I’m no econ expert, but because I’m in the solar industry, I do try to keep an eye on solar shares. And because I’m no econ expert, man, do I ever love it when I come across a really good breakdown of market trends and forecasts. Keeping in mind that this is just one analyst’s informed opinion, of course, I’ve been mulling over renewable energy markets expert J. Peter Lynch’s recent posting on RenewableEnergyWorld.com.
We’ve all been feeling better about solar stocks of late, and why not? They have indeed been on the upswing. But the larger picture, while encouraging with respect to the market crash last year, is still sobering:
The average solar stock year to date has increased 25%, so on the surface it appears that 2009 has been a very good year for solar stocks. However, if you look a bit deeper you will see that while 25% is not bad it is lagging far behind the 36% gain that the NASDAQ has posted…[And if] you take out the two solar stocks with the biggest gains for 2009 – Canadian Solar (CSIQ) + 225% and Trina Solar (TSL) + 378% the average remaining 19 solar stocks actually dropped close to -5% year to date. As a result, while the market in general, and the smaller stocks in particular, have had outstanding years, the average solar stock has done poorly.

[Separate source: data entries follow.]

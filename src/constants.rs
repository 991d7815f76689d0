//! Constants for board geometry, search scoring, and game defaults.
//!
//! The board is a flat array of `CELLS` entries indexed row-major:
//!
//! ```text
//! | 0 | 1 | 2 |
//! | 3 | 4 | 5 |
//! | 6 | 7 | 8 |
//! ```

use crate::board::Mark;

// =============================================================================
// Board Geometry
// =============================================================================

/// Board side length. Only 3x3 is supported.
pub const N: usize = 3;

/// Number of cells on the board.
pub const CELLS: usize = N * N;

/// Cells making up the main diagonal (top-left to bottom-right).
pub const DIAGONAL_MAIN: [usize; N] = [0, 4, 8];

/// Cells making up the anti-diagonal (top-right to bottom-left).
pub const DIAGONAL_ANTI: [usize; N] = [2, 4, 6];

/// Every line of three: rows, columns, then both diagonals.
///
/// Used for whole-board scans (parsing a board from text). Move-time win
/// detection only looks at the lines through the played cell.
pub const LINES: [[usize; N]; 8] = [
    [0, 1, 2],
    [3, 4, 5],
    [6, 7, 8],
    [0, 3, 6],
    [1, 4, 7],
    [2, 5, 8],
    DIAGONAL_MAIN,
    DIAGONAL_ANTI,
];

// =============================================================================
// Game Defaults
// =============================================================================

/// Mark that moves first in every game.
pub const FIRST_MARK: Mark = Mark::X;

/// Consecutive rejected moves the arbiter tolerates from one source in a
/// single turn before giving up on it.
pub const MAX_REJECTIONS: usize = 64;

// =============================================================================
// Search Scores
// =============================================================================

/// Score of a drawn leaf.
pub const DRAW_SCORE: i32 = 0;

/// Added to the remaining empty-cell count when scoring a won leaf, so a win
/// on the last cell is still worth one point.
pub const WIN_BASE: i32 = 1;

Lynch believes that the solar industry will soon go through a consolidation phase in which Darwinian economics will be in full swing. While every industry must go through this at some stage–at least once–and it can be a great time for innovations, he cautions that “it will also be a very dangerous time for investors who are not attentive and very nimble [his emphasis]. This is no place for the age old ‘buy and hold’ investment philosophy.”
Keeping in mind that solar will continue to be a viable, vibrant market with a lot of earning potential, what should investors look for? Lynch says there are three main criteria to look for when choosing companies in which to invest:
- Cash reserves to last through 2010 without further financing;
- Good relative market strength; and
- Product differentiation.
The overall tone is one of optimism, seasoned with the necessity for extra caution in what will continue to be a turbulent era for the solar market. Staying grounded with respect to expectations is healthier than Pollyanna-ism. But compared to this time last year, solar is in a great place, and has a bright future ahead. We shouldn’t lose sight of that.